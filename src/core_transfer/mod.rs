// Transfer engine: moves payloads between data connections and the object store
pub mod delete;
pub mod error;
pub mod listing;
pub mod retrieve;
pub mod store;

pub use error::TransferError;

use crate::core_storage::StoreTransaction;
use crate::helpers::{send_reply, ControlWriter};
use crate::session::Session;
use log::warn;
use std::time::Duration;

/// Opens the data connection and announces it to the client.
///
/// Returns `Ok(false)` when the connection could not be opened; the client has
/// already been told why.
async fn open_data(
    writer: &ControlWriter,
    session: &mut Session,
    timeout: Duration,
) -> std::io::Result<bool> {
    match session.open_data_connection(timeout).await {
        Ok(()) => {
            send_reply(writer, "150 Connection accepted.").await?;
            Ok(true)
        }
        Err(e) => {
            warn!("{} data connection: {}", writer.id(), e);
            send_reply(writer, &e.to_ftp_response()).await?;
            Ok(false)
        }
    }
}

pub(crate) async fn rollback_quietly(tx: Box<dyn StoreTransaction>) {
    if let Err(e) = tx.rollback().await {
        warn!("Rollback failed: {}", e);
    }
}
pub mod core_cli;

pub use core_cli::Cli;
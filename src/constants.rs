// src/constants.rs

/// Size of one large-object frame moved between the store and a data socket.
pub const FRAME_SIZE: usize = 5 * 1024 * 1024;

/// Tick count stored for a liveness entry while its session runs a command.
pub const LIVENESS_DISABLED: i64 = -87;

/// Longest control line accepted, terminator included.
pub const MAX_COMMAND_LINE: usize = 4096;

pub const DEFAULT_CONFIG_PATH: &str = "/etc/rouilleblobd.conf";
pub const DEFAULT_LISTEN_PORT: u16 = 45632;
pub const DEFAULT_DATA_START_PORT: u16 = 22323;
pub const DEFAULT_DATA_PORTS_RANGE: u32 = 20000;
pub const DEFAULT_TIMEOUT_SECONDS: u64 = 20;
pub const DEFAULT_MAX_CONNECTIONS: usize = 32;
pub const DEFAULT_UPLOAD_BUFFER_SIZE: usize = 64 * 1024;
pub const DEFAULT_DB_POOL_SIZE: usize = 10;
pub const DEFAULT_TICK_MILLIS: u64 = 1000;
pub const DEFAULT_SESSION_TTL_TICKS: i64 = 300;

pub const SERVER_NAME: &str = "rouilleblobd";
use crate::core_network::{DataChannelError, PortLease};
use log::{debug, trace};
use std::time::Duration;
use tokio::net::{TcpListener, TcpStream};

#[derive(Debug, Clone, Copy, PartialEq, Eq, Default)]
pub enum DataMode {
    #[default]
    None,
    Passive,
    Active,
}

/// The single data connection a session may hold.
///
/// In passive mode the channel owns a listener on a leased port until the
/// client connects; in active mode it owns the socket connected out to the
/// client. `close` releases everything, the port lease included.
#[derive(Default)]
pub struct DataChannel {
    mode: DataMode,
    listener: Option<TcpListener>,
    lease: Option<PortLease>,
    stream: Option<TcpStream>,
}

impl DataChannel {
    pub fn mode(&self) -> DataMode {
        self.mode
    }

    /// True once a peer socket exists.
    pub fn is_connected(&self) -> bool {
        self.stream.is_some()
    }

    pub fn port(&self) -> Option<u16> {
        self.lease.as_deref().copied()
    }

    /// Passive mode: wait for the client on `listener`.
    pub fn listen(&mut self, listener: TcpListener, lease: PortLease) {
        self.close();
        self.listener = Some(listener);
        self.lease = Some(lease);
        self.mode = DataMode::Passive;
    }

    /// Active mode: the socket is already connected to the client.
    pub fn connected(&mut self, stream: TcpStream) {
        self.close();
        self.stream = Some(stream);
        self.mode = DataMode::Active;
    }

    /// Makes the peer socket available, accepting it first in passive mode.
    pub async fn open(&mut self, timeout: Duration) -> Result<(), DataChannelError> {
        if self.stream.is_some() {
            return Ok(());
        }
        let listener = match self.listener.as_ref() {
            Some(listener) => listener,
            None => return Err(DataChannelError::BadSequence),
        };

        let (stream, peer) = tokio::time::timeout(timeout, listener.accept())
            .await
            .map_err(|_| DataChannelError::Timeout)?
            .map_err(DataChannelError::Accept)?;
        debug!("Accepted data connection from {}", peer);

        self.listener = None;
        self.stream = Some(stream);
        Ok(())
    }

    pub fn stream(&mut self) -> Option<&mut TcpStream> {
        self.stream.as_mut()
    }

    pub fn close(&mut self) {
        if self.mode != DataMode::None {
            trace!("Closing {:?} data connection on port {:?}", self.mode, self.port());
        }
        self.stream = None;
        self.listener = None;
        self.lease = None;
        self.mode = DataMode::None;
    }
}

#[cfg(test)]
mod tests {
    use super::*;
    use crate::core_network::PortPool;
    use tokio::io::{AsyncReadExt, AsyncWriteExt};

    async fn passive_channel(pool: &PortPool) -> (DataChannel, u16) {
        let mut channel = DataChannel::default();
        loop {
            let lease = pool.acquire().await.unwrap();
            let port = *lease;
            if let Ok(listener) = TcpListener::bind(("127.0.0.1", port)).await {
                channel.listen(listener, lease);
                return (channel, port);
            }
        }
    }

    #[tokio::test]
    async fn test_passive_open_accepts_the_client() {
        let pool = PortPool::new(41730, 8).unwrap();
        let (mut channel, port) = passive_channel(&pool).await;
        assert_eq!(channel.mode(), DataMode::Passive);
        assert!(!channel.is_connected());

        let client = tokio::spawn(async move {
            let mut socket = TcpStream::connect(("127.0.0.1", port)).await.unwrap();
            socket.write_all(b"ping").await.unwrap();
        });

        channel.open(Duration::from_secs(2)).await.unwrap();
        assert!(channel.is_connected());

        let mut buf = [0u8; 4];
        channel.stream().unwrap().read_exact(&mut buf).await.unwrap();
        assert_eq!(&buf, b"ping");
        client.await.unwrap();
    }

    #[tokio::test]
    async fn test_close_returns_the_port_lease() {
        let pool = PortPool::new(41750, 4).unwrap();
        let (mut channel, port) = passive_channel(&pool).await;
        assert_eq!(channel.port(), Some(port));
        assert_eq!(pool.available(), 3);

        channel.close();
        assert_eq!(channel.mode(), DataMode::None);
        assert_eq!(channel.port(), None);
        assert_eq!(pool.available(), 4);
    }

    #[tokio::test]
    async fn test_passive_open_times_out_without_a_client() {
        let pool = PortPool::new(41770, 4).unwrap();
        let (mut channel, _) = passive_channel(&pool).await;
        let err = channel.open(Duration::from_millis(50)).await.unwrap_err();
        assert!(matches!(err, DataChannelError::Timeout));
    }
}
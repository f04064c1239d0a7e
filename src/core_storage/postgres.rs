// PostgreSQL backend: payloads live in server-side large objects, names and
// sizes in three side tables, all inside explicit transactions.
use crate::core_db::{DbConnection, DbPool};
use crate::core_storage::{Blob, ObjectStore, Oid, StorageError, StoreTransaction, StoredObject};
use async_trait::async_trait;
use chrono::{DateTime, Utc};
use log::{debug, info, trace, warn};
use sqlx::postgres::types::Oid as PgOid;
use sqlx::{Connection, PgConnection};
use uuid::Uuid;

/// `lo_open` mode flag for read access.
const INV_READ: i32 = 0x40000;
/// `whence` argument of `lo_lseek64` seeking from the end of the object.
const SEEK_END: i32 = 2;

pub struct PgObjectStore {
    pool: DbPool<PgConnection>,
}

impl PgObjectStore {
    /// Opens `pool_size` connections to `url` and makes sure the schema exists.
    pub async fn connect(url: &str, pool_size: usize) -> Result<Self, StorageError> {
        let pool = DbPool::connect(pool_size, |slot| async move {
            debug!("Opening database connection {}", slot);
            PgConnection::connect(url).await
        })
        .await?;

        let store = Self { pool };
        store.run_migrations().await?;
        Ok(store)
    }

    async fn run_migrations(&self) -> Result<(), StorageError> {
        let mut conn = self.pool.get().await?;

        sqlx::query(
            r#"
            CREATE TABLE IF NOT EXISTS entry (
                guid UUID PRIMARY KEY,
                size BIGINT NOT NULL,
                created_at TIMESTAMPTZ NOT NULL DEFAULT now()
            )
            "#,
        )
        .execute(&mut *conn)
        .await?;

        sqlx::query(
            r#"
            CREATE TABLE IF NOT EXISTS storage (
                internal_uid UUID PRIMARY KEY REFERENCES entry(guid) ON DELETE CASCADE,
                external_uid TEXT NOT NULL UNIQUE
            )
            "#,
        )
        .execute(&mut *conn)
        .await?;

        sqlx::query(
            r#"
            CREATE TABLE IF NOT EXISTS bin_storage (
                guid UUID PRIMARY KEY REFERENCES entry(guid) ON DELETE CASCADE,
                oid OID NOT NULL
            )
            "#,
        )
        .execute(&mut *conn)
        .await?;

        info!("Database schema ready");
        Ok(())
    }
}

#[async_trait]
impl ObjectStore for PgObjectStore {
    async fn begin(&self) -> Result<Box<dyn StoreTransaction>, StorageError> {
        let mut conn = self.pool.get().await?;
        trace!("BEGIN, {} connections left", self.pool.available());
        sqlx::query("BEGIN").execute(&mut *conn).await?;
        Ok(Box::new(PgTransaction { conn: Some(conn) }))
    }
}

#[derive(sqlx::FromRow)]
struct ObjectRow {
    entry_id: Uuid,
    name: String,
    oid: PgOid,
    size: i64,
    created_at: DateTime<Utc>,
}

impl From<ObjectRow> for StoredObject {
    fn from(row: ObjectRow) -> Self {
        StoredObject {
            entry_id: row.entry_id,
            name: row.name,
            oid: row.oid.0,
            size: row.size.max(0) as u64,
            created_at: row.created_at,
        }
    }
}

const SELECT_OBJECTS: &str = r#"
    SELECT e.guid AS entry_id, s.external_uid AS name, b.oid AS oid,
           e.size AS size, e.created_at AS created_at
    FROM entry e
    JOIN storage s ON s.internal_uid = e.guid
    JOIN bin_storage b ON b.guid = e.guid
"#;

/// One open transaction on a checked-out connection.
pub struct PgTransaction {
    conn: Option<DbConnection<PgConnection>>,
}

impl PgTransaction {
    fn conn(&mut self) -> Result<&mut PgConnection, StorageError> {
        match self.conn.as_mut() {
            Some(conn) => Ok(&mut **conn),
            None => Err(StorageError::TransactionClosed),
        }
    }

    async fn finish(&mut self, statement: &'static str) -> Result<(), StorageError> {
        let mut conn = self.conn.take().ok_or(StorageError::TransactionClosed)?;
        sqlx::query(statement).execute(&mut *conn).await?;
        Ok(())
    }
}

#[async_trait]
impl StoreTransaction for PgTransaction {
    async fn resolve(&mut self, name: &str) -> Result<Option<StoredObject>, StorageError> {
        let sql = format!("{} WHERE s.external_uid = $1", SELECT_OBJECTS);
        let row = sqlx::query_as::<_, ObjectRow>(&sql)
            .bind(name)
            .fetch_optional(self.conn()?)
            .await?;
        Ok(row.map(StoredObject::from))
    }

    async fn list(&mut self) -> Result<Vec<StoredObject>, StorageError> {
        let sql = format!("{} ORDER BY s.external_uid", SELECT_OBJECTS);
        let rows = sqlx::query_as::<_, ObjectRow>(&sql)
            .fetch_all(self.conn()?)
            .await?;
        Ok(rows.into_iter().map(StoredObject::from).collect())
    }

    async fn create_object(&mut self) -> Result<Oid, StorageError> {
        let oid: PgOid = sqlx::query_scalar("SELECT lo_create(0)")
            .fetch_one(self.conn()?)
            .await?;
        debug!("Created large object {}", oid.0);
        Ok(oid.0)
    }

    async fn object_len(&mut self, oid: Oid) -> Result<u64, StorageError> {
        let conn = self.conn()?;
        let fd: i32 = sqlx::query_scalar("SELECT lo_open($1, $2)")
            .bind(PgOid(oid))
            .bind(INV_READ)
            .fetch_one(&mut *conn)
            .await?;
        let len: i64 = sqlx::query_scalar("SELECT lo_lseek64($1, 0, $2)")
            .bind(fd)
            .bind(SEEK_END)
            .fetch_one(&mut *conn)
            .await?;
        sqlx::query("SELECT lo_close($1)")
            .bind(fd)
            .execute(&mut *conn)
            .await?;
        Ok(len.max(0) as u64)
    }

    async fn read_object(
        &mut self,
        oid: Oid,
        offset: u64,
        len: usize,
    ) -> Result<Blob, StorageError> {
        let len = i32::try_from(len).unwrap_or(i32::MAX);
        let data: Vec<u8> = sqlx::query_scalar("SELECT lo_get($1, $2, $3)")
            .bind(PgOid(oid))
            .bind(offset as i64)
            .bind(len)
            .fetch_one(self.conn()?)
            .await?;
        Ok(Blob::new(data))
    }

    async fn write_object(
        &mut self,
        oid: Oid,
        offset: u64,
        data: &[u8],
    ) -> Result<(), StorageError> {
        sqlx::query("SELECT lo_put($1, $2, $3)")
            .bind(PgOid(oid))
            .bind(offset as i64)
            .bind(data)
            .execute(self.conn()?)
            .await?;
        Ok(())
    }

    async fn insert_entry(
        &mut self,
        entry_id: Uuid,
        name: &str,
        oid: Oid,
        size: u64,
    ) -> Result<(), StorageError> {
        let conn = self.conn()?;

        sqlx::query("INSERT INTO entry (guid, size) VALUES ($1, $2)")
            .bind(entry_id)
            .bind(size as i64)
            .execute(&mut *conn)
            .await?;

        sqlx::query("INSERT INTO storage (internal_uid, external_uid) VALUES ($1, $2)")
            .bind(entry_id)
            .bind(name)
            .execute(&mut *conn)
            .await?;

        sqlx::query("INSERT INTO bin_storage (guid, oid) VALUES ($1, $2)")
            .bind(entry_id)
            .bind(PgOid(oid))
            .execute(&mut *conn)
            .await?;

        Ok(())
    }

    async fn update_entry_size(&mut self, entry_id: Uuid, size: u64) -> Result<(), StorageError> {
        let result = sqlx::query("UPDATE entry SET size = $2 WHERE guid = $1")
            .bind(entry_id)
            .bind(size as i64)
            .execute(self.conn()?)
            .await?;
        if result.rows_affected() == 0 {
            return Err(StorageError::MissingEntry(entry_id));
        }
        Ok(())
    }

    async fn delete_entry(&mut self, object: &StoredObject) -> Result<(), StorageError> {
        let conn = self.conn()?;

        sqlx::query("SELECT lo_unlink($1)")
            .bind(PgOid(object.oid))
            .execute(&mut *conn)
            .await?;

        sqlx::query("DELETE FROM bin_storage WHERE guid = $1")
            .bind(object.entry_id)
            .execute(&mut *conn)
            .await?;

        sqlx::query("DELETE FROM storage WHERE internal_uid = $1")
            .bind(object.entry_id)
            .execute(&mut *conn)
            .await?;

        let result = sqlx::query("DELETE FROM entry WHERE guid = $1")
            .bind(object.entry_id)
            .execute(&mut *conn)
            .await?;
        if result.rows_affected() == 0 {
            return Err(StorageError::MissingEntry(object.entry_id));
        }
        Ok(())
    }

    async fn commit(mut self: Box<Self>) -> Result<(), StorageError> {
        self.finish("COMMIT").await
    }

    async fn rollback(mut self: Box<Self>) -> Result<(), StorageError> {
        self.finish("ROLLBACK").await
    }
}

impl Drop for PgTransaction {
    fn drop(&mut self) {
        let Some(mut conn) = self.conn.take() else {
            return;
        };
        match tokio::runtime::Handle::try_current() {
            Ok(handle) => {
                handle.spawn(async move {
                    if let Err(e) = sqlx::query("ROLLBACK").execute(&mut *conn).await {
                        warn!("Rollback of abandoned transaction failed: {}", e);
                    }
                });
            }
            Err(_) => warn!("Abandoned transaction dropped outside of a runtime"),
        }
    }
}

- [The problem] Look through the entries above, find each line containing "JOIN", and copy it.

- [Task response]
    JOIN storage s ON s.internal_uid = e.guid
    JOIN bin_storage b ON b.guid = e.guid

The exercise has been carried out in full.